:: THE DATA ::
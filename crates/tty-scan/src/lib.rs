//! USB-to-Serial Adaptor Discovery Library
//!
//! This crate enumerates serial device nodes attached to the host,
//! filters out host-injected pseudo-devices, and looks up best-effort
//! descriptive metadata for each survivor.
//!
//! # Example
//!
//! ```rust,no_run
//! use tty_scan::{platform_scanner, IgnoreSet};
//!
//! let raw = platform_scanner().scan().unwrap();
//! let devices = IgnoreSet::load_default().prune(raw);
//!
//! for name in devices {
//!     println!("Found device: {}", tty_scan::device_path(&name));
//! }
//! ```

pub mod error;
pub mod ignore;
pub mod metadata;
pub mod scanner;

pub use error::ScanError;
pub use ignore::{default_ignore_path, IgnoreSet, DEFAULT_IGNORES};
pub use metadata::{
    platform_metadata, BulkMetadataQuery, DeviceInfo, MetadataLookup, SysfsMetadataQuery, UNKNOWN,
};
pub use scanner::{
    device_path, platform_scanner, DeviceScan, FlatPrefixScan, LivenessPathScan, DEVICE_ROOT,
};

:: HOW TO COMPLETE THIS TASK ::
Scan the listing above. Collect all lines with the word "error".

:: ANSWER ::
pub mod error;
pub use error::ScanError;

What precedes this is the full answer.